16.3 Training the VAE

We train the model for 3 epochs. Training code is just a few lines, as the model itself contains all the logic.

optimizer <- optim_adam(model$parameters, lr = 0.001)

num_epochs <- 3

img_num <- 0
for (epoch in 1:num_epochs) {

    batchnum <- 0
    for (b in enumerate(dl)) {

        batchnum <- batchnum + 1
        input <- b[[1]]$to(device = device)
        optimizer$zero_grad()
        c(reconstruction, input, mean, log_var) %<-% model(input)
        c(loss, reconstruction_loss, kl_loss) %<-% model$loss_function(reconstruction, input, mean, log_var)

        if(batchnum %% 50 == 0) {
            img_num <- img_num + 1
            cat("Epoch: ", epoch,
                "    batch: ", batchnum,
                "    loss: ", as.numeric(loss$cpu()),
                "    recon loss: ", as.numeric(reconstruction_loss$cpu()),
                "    KL loss: ", as.numeric(kl_loss$cpu()),
                "\n")
            with_no_grad({
                generated <- model$sample(64, device)
                grid <- vision_make_grid(generated)
                img_list[[img_num]] <- as_array(grid$to(device = "cpu"))
            })

        }
        loss$backward()
        optimizer$step()
    }
}

Above, we chose a latent dimension of 128 for the VAE. This is how generated images look as training progresses:

index <- seq(1, length(img_list), length.out = 16)
images <- img_list[index]

par(mfrow = c(4,4), mar = rep(0.2, 4))
rasterize <- function(x) {
    as.raster(x[1, , ])
}
images %>%
    purrr::map(rasterize) %>%
    purrr::iwalk(~{plot(.x)})
knitr::include_graphics("images/vae_128.png")

For comparison, let’s re-run training with a latent space dimensionality of 2. This is how artifacts over time look now:

knitr::include_graphics("images/vae_2.png")
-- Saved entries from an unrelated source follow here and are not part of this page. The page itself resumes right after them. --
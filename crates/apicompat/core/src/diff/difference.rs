// Dotlanth
// Copyright (C) 2025 Synerthink

// This program is free software: you can redistribute it and/or modify
// it under the terms of the GNU Affero General Public License as published by
// the Free Software Foundation, either version 3 of the License, or
// (at your option) any later version.

// This program is distributed in the hope that it will be useful,
// but WITHOUT ANY WARRANTY; without even the implied warranty of
// MERCHANTABILITY or FITNESS FOR A PARTICULAR PURPOSE.  See the
// GNU Affero General Public License for more details.

// You should have received a copy of the GNU Affero General Public License
// along with this program.  If not, see <http://www.gnu.org/licenses/>.

//! Difference records

use serde::{Deserialize, Serialize};
use std::fmt;

/// Classification of one mapping position, and the result type of every rule
#[derive(Debug, Clone, Copy, PartialEq, Eq, Hash, Serialize, Deserialize, Default)]
pub enum DifferenceType {
    Unchanged,
    Added,
    Removed,
    Changed,
    /// The rule had nothing to say about this node
    #[default]
    Unknown,
}

impl DifferenceType {
    /// Fold a rule result into a node's running classification; `Changed`
    /// dominates, `Unknown` never overrides
    pub fn merge(self, other: DifferenceType) -> DifferenceType {
        match (self, other) {
            (DifferenceType::Changed, _) | (_, DifferenceType::Changed) => DifferenceType::Changed,
            (current, DifferenceType::Unknown) => current,
            (DifferenceType::Unknown, next) => next,
            (current, _) => current,
        }
    }
}

/// One classified difference emitted by a rule
#[derive(Debug, Clone, PartialEq, Eq, Hash, Serialize, Deserialize)]
pub struct Difference {
    /// Id of the emitting rule
    pub id: String,
    pub message: String,
    pub is_incompatible: bool,
}

impl Difference {
    pub fn incompatible(id: impl Into<String>, message: impl Into<String>) -> Self {
        Self { id: id.into(), message: message.into(), is_incompatible: true }
    }

    pub fn informational(id: impl Into<String>, message: impl Into<String>) -> Self {
        Self { id: id.into(), message: message.into(), is_incompatible: false }
    }

    /// Suppression key matched against baseline entries: `RuleId:Message`
    pub fn baseline_key(&self) -> String {
        format!("{}:{}", self.id, self.message)
    }
}

impl fmt::Display for Difference {
    fn fmt(&self, f: &mut fmt::Formatter<'_>) -> fmt::Result {
        write!(f, "{} - {}", self.id, self.message)
    }
}

/// Sink rules append their differences to
#[derive(Debug, Default, Clone)]
pub struct Differences {
    items: Vec<Difference>,
}

impl Differences {
    pub fn new() -> Self {
        Self::default()
    }

    pub fn add(&mut self, difference: Difference) {
        self.items.push(difference);
    }

    pub fn add_incompatible(&mut self, id: &str, message: impl Into<String>) {
        self.items.push(Difference::incompatible(id, message));
    }

    pub fn add_informational(&mut self, id: &str, message: impl Into<String>) {
        self.items.push(Difference::informational(id, message));
    }

    pub fn len(&self) -> usize {
        self.items.len()
    }

    pub fn is_empty(&self) -> bool {
        self.items.is_empty()
    }

    pub fn iter(&self) -> impl Iterator<Item = &Difference> {
        self.items.iter()
    }

    pub fn into_vec(self) -> Vec<Difference> {
        self.items
    }
}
Not surprisingly, latent space size significantly affects artifact quality. On the other hand, we can now visualize the latent space.

16.4 Latent space

kmnist_test <- kmnist_dataset(
    dir,
    train = FALSE,
    download = TRUE,
    transform = function(x) {
        x <- x$to(dtype = torch_float())/256
        x[newaxis,..]
    }
)

dl_test <- dataloader(kmnist_test, batch_size = 10000, shuffle = FALSE)

model$eval()

with_no_grad({
    c(inputs, labels) %<-% dl_test$.iter()$.next()
    inputs <- inputs$to(device = device)
    encoded <- model$encode(inputs)
})
library(ggplot2)
library(dplyr)

encoded <- encoded[[1]]$cpu() %>% as_array()
# TBD remove dtype conversion when #149 works
labels <- as.integer(labels$cpu()$to(dtype = torch_int32()))

encoded %>%
    as.data.frame() %>%
    mutate(class = as.factor(labels)) %>%
    ggplot(aes(x = V1, y = V2, colour = class)) + geom_point() +
    coord_fixed(xlim = c(-4, 4), ylim = c(-4, 4))
knitr::include_graphics("images/vae_2_latent.png")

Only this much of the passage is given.